Seen up close they’re very pretty. This one has a kind of blue bridge across its forehead. Sort of looks like the windows on a commercial jet. It moved at a leisurely pace, this way and that, probably just exploring. But it preferred going downslope. That brought it within a couple of feet of parked cars along Spinnaker Way on a busy Saturday. They can normally expect to live 12 to 15 years, but this one’s life could have been very short if it had continued. I breached the ethics of not interfering with wildlife by kicking sand and dirt in its face to turn it back from the road. It got the message, turned around, and hid under a rock. What it did after I left I don’t know.

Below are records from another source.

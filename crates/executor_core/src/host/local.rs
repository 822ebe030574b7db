//! In-process host with a deployable contract table.
//!
//! # Responsibility
//! - Resolve principals to locally deployed `Contract` implementations.
//! - Provide a manually advanced block height.
//!
//! # Invariants
//! - A principal can be deployed at most once.
//! - No table borrow is held while a contract runs, so contracts may
//!   re-enter the executor freely.

use crate::host::{Contract, EntryCall, Host, InvocationError, InvocationResult};
use crate::model::principal::Principal;
use crate::model::records::BlockHeight;
use crate::service::executor::Executor;
use log::debug;
use std::cell::{Cell, RefCell};
use std::collections::BTreeMap;
use std::error::Error;
use std::fmt::{Display, Formatter};
use std::rc::Rc;

/// Local host registration errors.
#[derive(Debug, Clone, PartialEq, Eq)]
pub enum LocalHostError {
    AlreadyDeployed(Principal),
}

impl Display for LocalHostError {
    fn fmt(&self, f: &mut Formatter<'_>) -> std::fmt::Result {
        match self {
            Self::AlreadyDeployed(principal) => {
                write!(f, "contract already deployed at {principal}")
            }
        }
    }
}

impl Error for LocalHostError {}

/// Single-threaded host used by tests and embedding front ends.
pub struct LocalHost {
    height: Cell<BlockHeight>,
    contracts: RefCell<BTreeMap<Principal, Rc<dyn Contract>>>,
}

impl Default for LocalHost {
    fn default() -> Self {
        Self::new()
    }
}

impl LocalHost {
    /// Creates a host at block height 1 with no deployed contracts.
    pub fn new() -> Self {
        Self {
            height: Cell::new(1),
            contracts: RefCell::new(BTreeMap::new()),
        }
    }

    /// Deploys `contract` at `principal`.
    pub fn deploy(
        &self,
        principal: Principal,
        contract: impl Contract + 'static,
    ) -> Result<(), LocalHostError> {
        let mut contracts = self.contracts.borrow_mut();
        if contracts.contains_key(&principal) {
            return Err(LocalHostError::AlreadyDeployed(principal));
        }
        debug!("event=contract_deploy module=host status=ok target={principal}");
        contracts.insert(principal, Rc::new(contract));
        Ok(())
    }

    /// Advances the chain by `blocks` and returns the new height.
    pub fn mine_blocks(&self, blocks: u64) -> BlockHeight {
        let next = self.height.get().saturating_add(blocks);
        self.height.set(next);
        next
    }

    fn resolve(&self, target: &Principal) -> Option<Rc<dyn Contract>> {
        self.contracts.borrow().get(target).cloned()
    }
}

impl Host for LocalHost {
    fn block_height(&self) -> BlockHeight {
        self.height.get()
    }

    fn invoke(
        &self,
        executor: &Executor<'_>,
        target: &Principal,
        call: EntryCall<'_>,
    ) -> InvocationResult {
        let Some(contract) = self.resolve(target) else {
            debug!(
                "event=contract_invoke module=host status=error target={target} entry_point={} error_code=unknown_target",
                call.entry_point()
            );
            return Err(InvocationError::UnknownTarget(target.clone()));
        };

        let result = match call {
            EntryCall::Execute { sender } => contract.execute(executor, sender),
            EntryCall::Callback { sender, memo } => contract.callback(executor, sender, memo),
        };
        debug!(
            "event=contract_invoke module=host status={} target={target} entry_point={}",
            if result.is_ok() { "ok" } else { "error" },
            call.entry_point()
        );
        result
    }
}

/// Proposal backed by a closure.
pub struct ProposalFn<F>(F);

impl<F> ProposalFn<F>
where
    F: Fn(&Executor<'_>, &Principal) -> InvocationResult,
{
    pub fn new(body: F) -> Self {
        Self(body)
    }
}

impl<F> Contract for ProposalFn<F>
where
    F: Fn(&Executor<'_>, &Principal) -> InvocationResult,
{
    fn execute(&self, executor: &Executor<'_>, sender: &Principal) -> InvocationResult {
        (self.0)(executor, sender)
    }
}

/// Extension callback backed by a closure.
pub struct ExtensionFn<F>(F);

impl<F> ExtensionFn<F>
where
    F: Fn(&Executor<'_>, &Principal, &[u8]) -> InvocationResult,
{
    pub fn new(callback: F) -> Self {
        Self(callback)
    }
}

impl<F> Contract for ExtensionFn<F>
where
    F: Fn(&Executor<'_>, &Principal, &[u8]) -> InvocationResult,
{
    fn callback(
        &self,
        executor: &Executor<'_>,
        sender: &Principal,
        memo: &[u8],
    ) -> InvocationResult {
        (self.0)(executor, sender, memo)
    }
}
//! Governance event journal model.
//!
//! Events mirror what the executor prints on chain: one `extension` event per
//! registry write and one `execute` event per recorded execution.

use crate::model::principal::Principal;
use crate::model::records::BlockHeight;
use serde::{Deserialize, Serialize};

/// Structured payload of one governance event.
#[derive(Debug, Clone, PartialEq, Eq, Serialize, Deserialize)]
#[serde(tag = "event", rename_all = "snake_case")]
pub enum GovernanceEvent {
    Extension { extension: Principal, enabled: bool },
    Execute { proposal: Principal },
}

impl GovernanceEvent {
    /// Stable kind string stored next to the JSON payload.
    pub fn kind(&self) -> &'static str {
        match self {
            Self::Extension { .. } => "extension",
            Self::Execute { .. } => "execute",
        }
    }
}

/// Persisted journal entry.
#[derive(Debug, Clone, PartialEq, Eq, Serialize, Deserialize)]
pub struct RecordedEvent {
    /// Monotonic journal sequence number.
    pub seq: i64,
    pub block_height: BlockHeight,
    pub event: GovernanceEvent,
}
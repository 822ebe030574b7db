//! Governance state storage.
//!
//! One SQLite file holds the extension registry, the execution ledger, the
//! executive slot and the event journal. Connections handed out by
//! `open_db`/`open_db_in_memory` are always at `migrations::latest_version()`;
//! repositories refuse anything else.

use std::error::Error;
use std::fmt::{Display, Formatter};

pub mod migrations;
mod open;

pub use open::{open_db, open_db_in_memory};

pub type DbResult<T> = Result<T, DbError>;

/// Storage bootstrap failure.
#[derive(Debug)]
pub enum DbError {
    Sqlite(rusqlite::Error),
    /// File was written by a newer executor build.
    UnsupportedSchemaVersion {
        db_version: u32,
        latest_supported: u32,
    },
}

impl Display for DbError {
    fn fmt(&self, f: &mut Formatter<'_>) -> std::fmt::Result {
        match self {
            Self::Sqlite(err) => write!(f, "{err}"),
            Self::UnsupportedSchemaVersion {
                db_version,
                latest_supported,
            } => write!(
                f,
                "governance schema v{db_version} is newer than this build (v{latest_supported})"
            ),
        }
    }
}

impl Error for DbError {
    fn source(&self) -> Option<&(dyn Error + 'static)> {
        match self {
            Self::Sqlite(err) => Some(err),
            Self::UnsupportedSchemaVersion { .. } => None,
        }
    }
}

impl From<rusqlite::Error> for DbError {
    fn from(value: rusqlite::Error) -> Self {
        Self::Sqlite(value)
    }
}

Gopher snakes, as almost everyone knows, are not poisonous and don’t attack humans. The adult ones eat small mammals. This one must eat bugs, if it can find them. I haven’t seen a lot of crawling bugs in the park, other than ants. Maybe it lives on ants. We could use it here at home. The Pacific Gopher Snake is native to the West Coast of the U.S. and may be found as far north as British Columbia and as far south as Mexico.